◆ **YOUR TASK**
In full and without change, transcribe the records below.

[Dataset entries]
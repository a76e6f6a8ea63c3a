use chrono::NaiveDate;
use rust_decimal::Decimal;

use crate::models::{MonthlyForecast, ReagentSummary};
use crate::services::aggregation::DECIMAL_PLACES;

fn month_label(month: Option<NaiveDate>) -> String {
    month
        .map(|m| m.format("%B %Y").to_string())
        .unwrap_or_else(|| "N/A".to_string())
}

/// Derives the summary row of a reagent from its monthly rows.
///
/// Peak and trough are the first month holding the maximum and minimum
/// expected consumption, so ties resolve to the earliest month.
pub fn summarize(reagent_name: &str, months: &[MonthlyForecast]) -> ReagentSummary {
    let average_trend = if months.is_empty() {
        Decimal::ZERO
    } else {
        let total: Decimal = months.iter().map(|m| m.percent_change).sum();
        (total / Decimal::from(months.len())).round_dp(DECIMAL_PLACES)
    };

    let mut peak: Option<&MonthlyForecast> = None;
    let mut trough: Option<&MonthlyForecast> = None;
    for month in months {
        if peak.map_or(true, |p| month.expected_consumption > p.expected_consumption) {
            peak = Some(month);
        }
        if trough.map_or(true, |t| month.expected_consumption < t.expected_consumption) {
            trough = Some(month);
        }
    }
    let peak_month = peak.map(|m| m.month);
    let trough_month = trough.map(|m| m.month);

    let conclusion_text = format!(
        "Reagent {} peaks in {}. Average trend: {:.2}% per month. \
         Lowest projected consumption in {}. Recommendation: schedule purchases strategically.",
        reagent_name,
        month_label(peak_month),
        average_trend.round_dp(2),
        month_label(trough_month),
    );

    ReagentSummary {
        average_trend,
        peak_month,
        trough_month,
        conclusion_text,
    }
}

◆ **WORKED SOLUTION**
repository a76e6f6a8ea63c3a
use chrono::NaiveDate;
use rust_decimal::Decimal;

use crate::models::{MonthlyForecast, ReagentSummary};
use crate::services::aggregation::DECIMAL_PLACES;

fn month_label(month: Option<NaiveDate>) -> String {
    month
        .map(|m| m.format("%B %Y").to_string())
        .unwrap_or_else(|| "N/A".to_string())
}

/// Derives the summary row of a reagent from its monthly rows.
///
/// Peak and trough are the first month holding the maximum and minimum
/// expected consumption, so ties resolve to the earliest month.
pub fn summarize(reagent_name: &str, months: &[MonthlyForecast]) -> ReagentSummary {
    let average_trend = if months.is_empty() {
        Decimal::ZERO
    } else {
        let total: Decimal = months.iter().map(|m| m.percent_change).sum();
        (total / Decimal::from(months.len())).round_dp(DECIMAL_PLACES)
    };

    let mut peak: Option<&MonthlyForecast> = None;
    let mut trough: Option<&MonthlyForecast> = None;
    for month in months {
        if peak.map_or(true, |p| month.expected_consumption > p.expected_consumption) {
            peak = Some(month);
        }
        if trough.map_or(true, |t| month.expected_consumption < t.expected_consumption) {
            trough = Some(month);
        }
    }
    let peak_month = peak.map(|m| m.month);
    let trough_month = trough.map(|m| m.month);

    let conclusion_text = format!(
        "Reagent {} peaks in {}. Average trend: {:.2}% per month. \
         Lowest projected consumption in {}. Recommendation: schedule purchases strategically.",
        reagent_name,
        month_label(peak_month),
        average_trend.round_dp(2),
        month_label(trough_month),
    );

    ReagentSummary {
        average_trend,
        peak_month,
        trough_month,
        conclusion_text,
    }
}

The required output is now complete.